As Atkins explains, “Even though this record is really, really personal, it’s surrounded by a lot of music and lyrics that help either build up the story into something way bigger than it was or, in certain songs, turn a story into something completely different from what it really is. It’s more of a surrealist’s approach to heartbreak.”

How have you evolved as a songwriter since your first album?

I love the songs on that first record, but I feel like now—and I don’t know if it’s more of an age thing—it’s a lot less self-conscious. It took me a long time to write a song back then. There’d be little snippets of ideas and then sometimes a whole song would come, but then months would pass or weeks would pass... It’s really only been since the summer that songs have been coming out of nowhere. It isn’t something that I do sometimes; it’s something that I do all the time. It’s more so a part of me rather than something I do, or can do.

I used to get really neurotic about the style of the song, like, “This song needs to be this style,” or “This needs to be this.” Now I’m kind of appreciating the fact that every day I write a different type of song, but I know that I can spin it into a way that sounds exactly like me.
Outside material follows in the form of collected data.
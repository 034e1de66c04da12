use ac_core::frame::CharacterGrid;
use ratatui::buffer::Buffer;
use ratatui::layout::Rect;
use ratatui::style::{Color, Style};

/// Écrit directement une `CharacterGrid` dans un `ratatui::Buffer`.
///
/// Texte blanc sur noir, ancré en haut à gauche ; ce qui dépasse de `area`
/// est rogné. Pas de widget Canvas ratatui : écriture cellule par cellule.
///
/// # Example
/// ```
/// use ac_core::frame::CharacterGrid;
/// use ac_render::canvas::render_grid;
/// use ratatui::buffer::Buffer;
/// use ratatui::layout::Rect;
///
/// let grid = CharacterGrid::from_lines(&["@.", ".@"]).unwrap();
/// let area = Rect::new(0, 0, 4, 2);
/// let mut buf = Buffer::empty(area);
/// render_grid(&mut buf, area, &grid);
/// assert_eq!(buf[(0, 0)].symbol(), "@");
/// assert_eq!(buf[(1, 1)].symbol(), "@");
/// ```
pub fn render_grid(buf: &mut Buffer, area: Rect, grid: &CharacterGrid) {
    let style = Style::default().fg(Color::White).bg(Color::Black);
    buf.set_style(area, style);

    let rows = grid.height().min(u32::from(area.height)) as u16;
    let cols = grid.width().min(u32::from(area.width)) as u16;
    for cy in 0..rows {
        for cx in 0..cols {
            if let Some(cell) = buf.cell_mut((area.x + cx, area.y + cy)) {
                cell.set_char(grid.get(u32::from(cx), u32::from(cy)));
            }
        }
    }
}

/// Message centré dans `area` (caméra inactive).
pub fn render_placeholder(buf: &mut Buffer, area: Rect, text: &str) {
    buf.set_style(area, Style::default().fg(Color::DarkGray).bg(Color::Black));
    if area.height == 0 {
        return;
    }
    let len = text.chars().count() as u16;
    let x = area.x + area.width.saturating_sub(len) / 2;
    let y = area.y + area.height / 2;
    buf.set_stringn(x, y, text, area.width as usize, Style::default().fg(Color::DarkGray));
}

#[cfg(test)]
mod tests {
    use super::*;

    #[test]
    fn oversized_grid_is_cropped() {
        let grid = CharacterGrid::from_lines(&["@@@@@@", "@@@@@@", "@@@@@@"]).unwrap();
        let area = Rect::new(1, 1, 3, 2);
        let mut buf = Buffer::empty(Rect::new(0, 0, 6, 4));
        render_grid(&mut buf, area, &grid);
        assert_eq!(buf[(0, 0)].symbol(), " ");
        assert_eq!(buf[(1, 1)].symbol(), "@");
        assert_eq!(buf[(3, 2)].symbol(), "@");
        assert_eq!(buf[(4, 1)].symbol(), " ");
        assert_eq!(buf[(1, 3)].symbol(), " ");
    }

    #[test]
    fn grid_is_white_on_black() {
        let grid = CharacterGrid::from_lines(&["#"]).unwrap();
        let area = Rect::new(0, 0, 2, 1);
        let mut buf = Buffer::empty(area);
        render_grid(&mut buf, area, &grid);
        assert_eq!(buf[(0, 0)].fg, Color::White);
        assert_eq!(buf[(0, 0)].bg, Color::Black);
    }

    #[test]
    fn placeholder_is_centered() {
        let area = Rect::new(0, 0, 20, 5);
        let mut buf = Buffer::empty(area);
        render_placeholder(&mut buf, area, "hello");
        assert_eq!(buf[(7, 2)].symbol(), "h");
        assert_eq!(buf[(11, 2)].symbol(), "o");
    }
}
That song, “My Baby Don’t Lie,” I almost didn’t put that on the album. I was like, “This is so traditional, country, almost kind of Zydeco,” but now I’m so thankful I put that song on there because it’s one of my favorite ones. I’m learning more so [that] everything I’m making is because it’s a part of me so I shouldn’t really censor it.

While you’re struggling through something in your life, does writing about it become more difficult at the time? Do you have to wait until that’s over to gain some perspective?

I was writing out about it probably for a year before it shit the bed. [Laughs] I’ve always found that writing about harder things is easier for me. The happier things are harder for me [to write about]. It’s harder to make cool songs out of happiness because most of the time it ends up sounding cheesy. Writing this record was hard, but lyrically it was easier because I’m more attracted to going to the darker places lyrically. I feel like you can get a much prettier, more haunting landscape from the sadder things in life. It was more of a hard situation trying to play it and to record it when all you want to do is get drunk and cry. Making this record definitely saved me from getting drunk and crying every day.

Right, because it’s hard enough sometimes just to get through certain circumstances, but then to have to document it all… How do you even muster the concentration to do that?

It’s not really something you think about. It’s just something you do. Being a songwriter, you write about what’s going on in your life, especially when you’re a songwriter writing for yourself. If I were somebody like a Nashville writer writing songs for other people I could say, “Well, let’s pick a subject and write about it.” But I do this as a way of documenting my life.

When you look back at these songs, do they make sense to you still in the context you wrote them? How do you relate to them?

They do [make sense] in an historical sense now. But time has passed and the things that I wrote about, they’re definitely in my past now. So it’s more like I’m just as much a spectator as somebody going to one of my shows hearing the songs.

So you're not sitting backstage before a show, thinking, Damn, I have to go through this again?

No. In a way, it’s kind of fun to play the role up there. Now that I’m in a spot in my life where I’m pretty stable and happy and independent and having fun again, it’s kind of fun to play that role of the dramatic, couch-fainting girl.

Do you then have to revisit those emotions when playing them live?

I do, but as a singer—even singing somebody else’s song; if I were to sing “Unchained Melody” or a Roy Orbison song—I would access the emotion of what is being sung about, and that’s how I would sing it. I’m doing the same thing with my own songs. Those feelings are something I experienced and they will always be a part of me. It’ll never go away.